• TASK PROMPT:
Your task is to transcribe, without alteration, the lines from the top of the material below through the line bearing "owned by the", inclusive.

• RECORDED INFORMATION:
use serde::{Deserialize, Serialize};
use tracing::debug;

use crate::catalog::Catalog;
use crate::models::{PlaybackRate, PlayerMode, QualityLevel, SourceUrl, SurfaceKind};

/// Shared playback state for the whole page. One instance, owned by the
/// controller; everything the controls render is derived from it.
#[derive(Debug, Clone, PartialEq, Serialize, Deserialize)]
pub struct PlayerState {
    pub mode: PlayerMode,
    /// Index of the video being played. None exactly when mode is Closed.
    pub current_index: Option<usize>,
    pub is_playing: bool,
    pub volume: f64,
    pub rate: PlaybackRate,
    pub quality: QualityLevel,
    /// Whether the host viewport is in native fullscreen. Independent of
    /// mode; drives the fullscreen button glyph.
    pub host_fullscreen: bool,
}

impl PlayerState {
    pub fn new(volume: f64, rate: PlaybackRate) -> Self {
        Self {
            mode: PlayerMode::Closed,
            current_index: None,
            is_playing: false,
            volume: volume.clamp(0.0, 1.0),
            rate,
            quality: QualityLevel::default(),
            host_fullscreen: false,
        }
    }

    /// The surface playback lives on. Minimized means the mini player;
    /// Closed and Fullscreen both answer the fullscreen surface, and
    /// callers skip surface work entirely while Closed.
    pub fn active_surface(&self) -> SurfaceKind {
        match self.mode {
            PlayerMode::Minimized => SurfaceKind::Mini,
            _ => SurfaceKind::Fullscreen,
        }
    }
}

impl Default for PlayerState {
    fn default() -> Self {
        Self::new(1.0, PlaybackRate::Normal)
    }
}

/// Work a transition asks the page layer to perform. The machine never
/// touches a surface itself; the controller applies these in order.
#[derive(Debug, Clone, PartialEq)]
pub enum SideEffect {
    ShowSurface { surface: SurfaceKind },
    HideSurface { surface: SurfaceKind },
    Load { surface: SurfaceKind, source: SourceUrl },
    /// Attach the source currently hosted by `from` onto `to`.
    CopySource { from: SurfaceKind, to: SurfaceKind },
    /// Carry the playback position from one surface to the other. Applied
    /// before the origin surface is cleared.
    CopyPosition { from: SurfaceKind, to: SurfaceKind },
    ApplyVolume { surface: SurfaceKind, volume: f64 },
    ApplyRate { surface: SurfaceKind, rate: PlaybackRate },
    Play { surface: SurfaceKind },
    Pause { surface: SurfaceKind },
    ClearSource { surface: SurfaceKind },
    LockScroll,
    UnlockScroll,
    CloseSettingsMenu,
    HighlightCard { index: Option<usize> },
}

/// Mode and selection transitions, kept free of I/O so every flow is
/// reproducible headlessly. Each operation mutates the state and returns
/// the effects to apply; an empty list means the call was a no-op.
#[derive(Debug, Default)]
pub struct StateMachine {
    state: PlayerState,
}

impl StateMachine {
    pub fn new(state: PlayerState) -> Self {
        Self { state }
    }

    pub fn state(&self) -> &PlayerState {
        &self.state
    }

    /// Start playing the entry at `index`. While minimized the selection
    /// goes to the mini surface and the page stays browsable; otherwise
    /// the fullscreen player opens over the page.
    pub fn open(&mut self, catalog: &Catalog, index: usize) -> Vec<SideEffect> {
        let Some(entry) = catalog.get(index) else {
            debug!("Ignoring open for missing catalog index {}", index);
            return Vec::new();
        };

        let source = entry.source.clone();
        self.state.current_index = Some(index);

        if self.state.mode == PlayerMode::Minimized {
            return vec![
                SideEffect::Load {
                    surface: SurfaceKind::Mini,
                    source,
                },
                SideEffect::ApplyVolume {
                    surface: SurfaceKind::Mini,
                    volume: self.state.volume,
                },
                SideEffect::ApplyRate {
                    surface: SurfaceKind::Mini,
                    rate: self.state.rate,
                },
                SideEffect::Play {
                    surface: SurfaceKind::Mini,
                },
                SideEffect::HighlightCard {
                    index: Some(index),
                },
            ];
        }

        self.state.mode = PlayerMode::Fullscreen;
        vec![
            SideEffect::ShowSurface {
                surface: SurfaceKind::Fullscreen,
            },
            SideEffect::LockScroll,
            SideEffect::Load {
                surface: SurfaceKind::Fullscreen,
                source,
            },
            SideEffect::ApplyVolume {
                surface: SurfaceKind::Fullscreen,
                volume: self.state.volume,
            },
            SideEffect::ApplyRate {
                surface: SurfaceKind::Fullscreen,
                rate: self.state.rate,
            },
            SideEffect::Play {
                surface: SurfaceKind::Fullscreen,
            },
            SideEffect::HighlightCard {
                index: Some(index),
            },
        ]
    }

    /// Hand playback from the fullscreen player to the mini player without
    /// losing the position. No-op unless currently fullscreen.
    pub fn minimize(&mut self) -> Vec<SideEffect> {
        if self.state.mode != PlayerMode::Fullscreen {
            return Vec::new();
        }
        self.state.mode = PlayerMode::Minimized;
        vec![
            SideEffect::CopySource {
                from: SurfaceKind::Fullscreen,
                to: SurfaceKind::Mini,
            },
            SideEffect::CopyPosition {
                from: SurfaceKind::Fullscreen,
                to: SurfaceKind::Mini,
            },
            SideEffect::ApplyVolume {
                surface: SurfaceKind::Mini,
                volume: self.state.volume,
            },
            SideEffect::ApplyRate {
                surface: SurfaceKind::Mini,
                rate: self.state.rate,
            },
            SideEffect::Play {
                surface: SurfaceKind::Mini,
            },
            SideEffect::ShowSurface {
                surface: SurfaceKind::Mini,
            },
            SideEffect::HideSurface {
                surface: SurfaceKind::Fullscreen,
            },
            SideEffect::Pause {
                surface: SurfaceKind::Fullscreen,
            },
            SideEffect::ClearSource {
                surface: SurfaceKind::Fullscreen,
            },
            SideEffect::UnlockScroll,
            SideEffect::CloseSettingsMenu,
        ]
    }

    /// Bring mini playback back to the fullscreen player, carrying the
    /// position. No-op unless currently minimized.
    pub fn restore(&mut self) -> Vec<SideEffect> {
        if self.state.mode != PlayerMode::Minimized {
            return Vec::new();
        }
        self.state.mode = PlayerMode::Fullscreen;
        vec![
            SideEffect::CopySource {
                from: SurfaceKind::Mini,
                to: SurfaceKind::Fullscreen,
            },
            SideEffect::CopyPosition {
                from: SurfaceKind::Mini,
                to: SurfaceKind::Fullscreen,
            },
            SideEffect::ApplyVolume {
                surface: SurfaceKind::Fullscreen,
                volume: self.state.volume,
            },
            SideEffect::ApplyRate {
                surface: SurfaceKind::Fullscreen,
                rate: self.state.rate,
            },
            SideEffect::Play {
                surface: SurfaceKind::Fullscreen,
            },
            SideEffect::ShowSurface {
                surface: SurfaceKind::Fullscreen,
            },
            SideEffect::LockScroll,
            SideEffect::HideSurface {
                surface: SurfaceKind::Mini,
            },
            SideEffect::Pause {
                surface: SurfaceKind::Mini,
            },
            SideEffect::ClearSource {
                surface: SurfaceKind::Mini,
            },
        ]
    }

    /// Stop playback and drop the selection, from either open mode.
    /// Already-closed is a no-op.
    pub fn close(&mut self) -> Vec<SideEffect> {
        let surface = match self.state.mode {
            PlayerMode::Closed => return Vec::new(),
            PlayerMode::Fullscreen => SurfaceKind::Fullscreen,
            PlayerMode::Minimized => SurfaceKind::Mini,
        };
        self.state.mode = PlayerMode::Closed;
        self.state.current_index = None;
        self.state.is_playing = false;
        vec![
            SideEffect::Pause { surface },
            SideEffect::ClearSource { surface },
            SideEffect::HideSurface { surface },
            SideEffect::UnlockScroll,
            SideEffect::CloseSettingsMenu,
            SideEffect::HighlightCard { index: None },
        ]
    }

    /// Advance to the next catalog entry, wrapping past the end. The
    /// current mode routes the new selection like any open.
    pub fn next(&mut self, catalog: &Catalog) -> Vec<SideEffect> {
        let Some(current) = self.state.current_index else {
            return Vec::new();
        };
        match catalog.next_index(current) {
            Some(index) => self.open(catalog, index),
            None => Vec::new(),
        }
    }

    /// Step back to the previous catalog entry, wrapping before the first.
    pub fn previous(&mut self, catalog: &Catalog) -> Vec<SideEffect> {
        let Some(current) = self.state.current_index else {
            return Vec::new();
        };
        match catalog.previous_index(current) {
            Some(index) => self.open(catalog, index),
            None => Vec::new(),
        }
    }

    /// Flip playback based on what the active surface reports, not on the
    /// remembered flag, so a host-initiated pause cannot invert the button.
    pub fn toggle_play_pause(&mut self, active_surface_paused: bool) -> Vec<SideEffect> {
        if self.state.mode == PlayerMode::Closed {
            return Vec::new();
        }
        let surface = self.state.active_surface();
        if active_surface_paused {
            self.state.is_playing = true;
            vec![SideEffect::Play { surface }]
        } else {
            self.state.is_playing = false;
            vec![SideEffect::Pause { surface }]
        }
    }

    /// Set the shared volume, clamped to [0, 1]. Both surfaces take the
    /// new value so it survives minimize and restore.
    pub fn set_volume(&mut self, volume: f64) -> Vec<SideEffect> {
        let volume = volume.clamp(0.0, 1.0);
        self.state.volume = volume;
        vec![
            SideEffect::ApplyVolume {
                surface: SurfaceKind::Fullscreen,
                volume,
            },
            SideEffect::ApplyVolume {
                surface: SurfaceKind::Mini,
                volume,
            },
        ]
    }

    /// Mute drops volume to zero; unmute restores full volume regardless
    /// of the level before muting.
    pub fn toggle_mute(&mut self) -> Vec<SideEffect> {
        if self.state.volume > 0.0 {
            self.set_volume(0.0)
        } else {
            self.set_volume(1.0)
        }
    }

    pub fn select_rate(&mut self, rate: PlaybackRate) -> Vec<SideEffect> {
        self.state.rate = rate;
        vec![
            SideEffect::ApplyRate {
                surface: SurfaceKind::Fullscreen,
                rate,
            },
            SideEffect::ApplyRate {
                surface: SurfaceKind::Mini,
                rate,
            },
        ]
    }

    /// Remember the chosen quality for the menu display. Playback keeps
    /// the loaded source.
    pub fn select_quality(&mut self, quality: QualityLevel) -> Vec<SideEffect> {
        self.state.quality = quality;
        Vec::new()
    }

    /// The active surface finished its video: advance, wrapping at the
    /// end, in whatever mode playback currently lives.
    pub fn handle_ended(&mut self, catalog: &Catalog) -> Vec<SideEffect> {
        self.state.is_playing = false;
        self.next(catalog)
    }

    /// The active surface confirmed playback started.
    pub fn note_playing(&mut self) {
        self.state.is_playing = true;
    }

    /// The active surface confirmed playback stopped, including rejected
    /// autoplay.
    pub fn note_paused(&mut self) {
        self.state.is_playing = false;
    }

    pub fn set_host_fullscreen(&mut self, fullscreen: bool) {
        self.state.host_fullscreen = fullscreen;
    }
}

• RESPONSE BOX:
use serde::{Deserialize, Serialize};
use tracing::debug;

use crate::catalog::Catalog;
use crate::models::{PlaybackRate, PlayerMode, QualityLevel, SourceUrl, SurfaceKind};

/// Shared playback state for the whole page. One instance, owned by the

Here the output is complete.